The counsel for the girls' parents, however, asserted that the case pertained to forced conversion.
On March 25, Swaraj had got into a Twitter spat with Pakistan Information minister Chaudhury Fawad Hussain over reports of the kidnapping of the two Hindu girls a day before the Holi festival.
Sushma Swaraj asked the Indian High Commissioner in Islamabad, Ajay Bisaria, for a report on the abduction.
Bisaria said that he would share the details shortly.
However, the Indian minister’s tweet left Pakistan Information minister Chaudhury Fawad Hussain, a key aide of Pakistan Prime Minister Imran Khan, irked. “Mam its Pakistan’s internal issue and rest assure it’s not Modi’s India where minorities are subjugated. Its Imran Khan’s Naya Pak where white color of our flag is equally dearer to us. I hope you’ll act with same diligence when it comes to rights of Indian Minorities (sic),” he responded.
Swaraj hit back at Hussain stating that his comment only exposed Pakistan’s guilty conscience.
Islamabad High Court Chief Justice Athar Minallah had constituted a five-member commission to probe whether the conversion of the Hindu sisters to Islam was forced or otherwise.
The commission comprising Human Rights Minister Shireen Mazari, prominent Muslim scholar Mufti Taqi Usmani, Human Rights Commission of Pakistan Chairperson Dr Mehdi Hasan, National Commission on the Status of Women Chairperson Khawar Mumtaz and veteran journalist and human rights activist I.A. Rehman probed the matter and concluded that it was not a forced conversion, the report said.
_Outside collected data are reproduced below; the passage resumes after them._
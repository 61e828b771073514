//! gpsd location provider.
//!
//! Connects to a gpsd daemon over TCP, enables JSON watch mode and turns
//! TPV (time-position-velocity) reports into [`Fix`]es. Connection failures
//! are reported as [`AcquisitionError::PositionUnavailable`] and retried
//! after a fixed delay; the stream itself never ends.

use std::time::Duration;

use chrono::{DateTime, Utc};
use futures::StreamExt;
use futures::stream;
use serde::Deserialize;
use tokio::io::{AsyncBufReadExt, AsyncWriteExt, BufReader, Lines};
use tokio::net::TcpStream;
use tracing::{debug, info, warn};

use crate::error::AcquisitionError;
use crate::sampler::{Fix, FixStream, LocationProvider, WatchOptions};

/// Default gpsd address.
pub const DEFAULT_GPSD_ADDR: &str = "127.0.0.1:2947";

/// Command that switches gpsd into JSON streaming mode.
const WATCH_COMMAND: &[u8] = b"?WATCH={\"enable\":true,\"json\":true}\n";

/// Default pause between reconnect attempts.
const DEFAULT_RECONNECT_DELAY: Duration = Duration::from_secs(2);

/// Reads fixes from a gpsd daemon.
#[derive(Debug, Clone)]
pub struct GpsdProvider {
    addr: String,
    reconnect_delay: Duration,
}

impl GpsdProvider {
    /// Provider for the daemon at `addr` (`host:port`).
    pub fn new(addr: impl Into<String>) -> Self {
        Self {
            addr: addr.into(),
            reconnect_delay: DEFAULT_RECONNECT_DELAY,
        }
    }

    /// Override the pause between reconnect attempts.
    #[must_use]
    pub const fn with_reconnect_delay(mut self, delay: Duration) -> Self {
        self.reconnect_delay = delay;
        self
    }

    /// The daemon address.
    pub fn addr(&self) -> &str {
        &self.addr
    }
}

impl Default for GpsdProvider {
    fn default() -> Self {
        Self::new(DEFAULT_GPSD_ADDR)
    }
}

enum Link {
    Offline { retry: bool },
    Online(Lines<BufReader<TcpStream>>),
}

struct GpsdWatch {
    addr: String,
    reconnect_delay: Duration,
    maximum_age: Duration,
    link: Link,
}

impl GpsdWatch {
    async fn open(&self) -> std::io::Result<Lines<BufReader<TcpStream>>> {
        let mut socket = TcpStream::connect(&self.addr).await?;
        socket.write_all(WATCH_COMMAND).await?;
        Ok(BufReader::new(socket).lines())
    }

    async fn next_fix(&mut self) -> Result<Fix, AcquisitionError> {
        loop {
            match &mut self.link {
                Link::Offline { retry } => {
                    if *retry {
                        tokio::time::sleep(self.reconnect_delay).await;
                    }
                    match self.open().await {
                        Ok(lines) => {
                            info!(addr = %self.addr, "connected to gpsd");
                            self.link = Link::Online(lines);
                        }
                        Err(e) => {
                            warn!(addr = %self.addr, error = %e, "gpsd connection failed");
                            self.link = Link::Offline { retry: true };
                            return Err(AcquisitionError::PositionUnavailable(format!(
                                "gpsd at {}: {e}",
                                self.addr
                            )));
                        }
                    }
                }
                Link::Online(lines) => match lines.next_line().await {
                    Ok(Some(line)) => {
                        let Some(fix) = parse_tpv(&line) else {
                            continue;
                        };
                        if self.is_too_old(&fix) {
                            debug!(timestamp = fix.timestamp, "discarding stale gpsd fix");
                            continue;
                        }
                        return Ok(fix);
                    }
                    Ok(None) => {
                        warn!(addr = %self.addr, "gpsd closed the connection");
                        self.link = Link::Offline { retry: true };
                    }
                    Err(e) => {
                        warn!(addr = %self.addr, error = %e, "gpsd read failed");
                        self.link = Link::Offline { retry: true };
                    }
                },
            }
        }
    }

    /// A zero maximum age accepts whatever gpsd reports as current.
    fn is_too_old(&self, fix: &Fix) -> bool {
        if self.maximum_age.is_zero() {
            return false;
        }
        let max_age_ms = i64::try_from(self.maximum_age.as_millis()).unwrap_or(i64::MAX);
        Utc::now().timestamp_millis().saturating_sub(fix.timestamp) > max_age_ms
    }
}

impl LocationProvider for GpsdProvider {
    fn name(&self) -> &str {
        "gpsd"
    }

    fn is_supported(&self) -> bool {
        true
    }

    fn watch(&self, options: &WatchOptions) -> FixStream {
        let watch = GpsdWatch {
            addr: self.addr.clone(),
            reconnect_delay: self.reconnect_delay,
            maximum_age: options.maximum_age,
            link: Link::Offline { retry: false },
        };
        stream::unfold(watch, |mut watch| async move {
            let item = watch.next_fix().await;
            Some((item, watch))
        })
        .boxed()
    }
}

// ---------------------------------------------------------------------------
// TPV parsing
// ---------------------------------------------------------------------------

/// The subset of a gpsd report we care about.
#[derive(Debug, Deserialize)]
struct Report {
    class: String,
    #[serde(default)]
    mode: u8,
    #[serde(default)]
    time: Option<String>,
    #[serde(default)]
    lat: Option<f64>,
    #[serde(default)]
    lon: Option<f64>,
    #[serde(default)]
    eph: Option<f64>,
    #[serde(default)]
    epx: Option<f64>,
    #[serde(default)]
    epy: Option<f64>,
    #[serde(default)]
    track: Option<f64>,
    #[serde(default)]
    speed: Option<f64>,
}

/// Parse one line of gpsd JSON output.
///
/// Returns `None` for non-TPV reports, reports without a 2D/3D fix, and
/// malformed lines. Reports without a time are stamped with the current
/// wall clock.
pub fn parse_tpv(line: &str) -> Option<Fix> {
    let report: Report = serde_json::from_str(line).ok()?;
    if report.class != "TPV" || report.mode < 2 {
        return None;
    }

    let accuracy = report
        .eph
        .or_else(|| match (report.epx, report.epy) {
            (Some(x), Some(y)) => Some(x.max(y)),
            (x, y) => x.or(y),
        })
        .unwrap_or(0.0);
    let timestamp = report
        .time
        .as_deref()
        .and_then(|t| DateTime::parse_from_rfc3339(t).ok())
        .map_or_else(|| Utc::now().timestamp_millis(), |t| t.timestamp_millis());

    Some(Fix {
        latitude: report.lat?,
        longitude: report.lon?,
        accuracy,
        heading: report.track,
        speed: report.speed,
        timestamp,
    })
}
The secretary interior, Azam Suleman, apprised the high court about the findings of the commission, and told the court that as per the commission's opinion, it was a facilitated conversion, the report said.
Rehman pointed out in court that "there is no law in Pakistan against forced conversions" and sought a court decree in this regard.
Minallah remarked that the case of the Ghotki sisters was a simple one and would have been decided in a day or so, but a commission comprising eminent professionals and scholars was constituted keeping in view the sensitivity of the case since "the court wanted to ensure this was not a forced conversion".
Regarding the issue of forced conversions, the court sought the commission's recommendations within four weeks and adjourned the case until May 14.
The teenage sisters were allegedly kidnapped by a group of "influential" men from their home in Ghotki district in Sindh on the eve of Holi. Soon after the kidnapping, a video went viral in which a cleric was purportedly shown soleminising the Nikah (marriage) of the two girls, triggering a nationwide outrage.
Prime Minister Imran Khan also ordered probe to ascertain if the two girls were abducted and forcibly converted and married.
Hindus form the biggest minority community in Pakistan.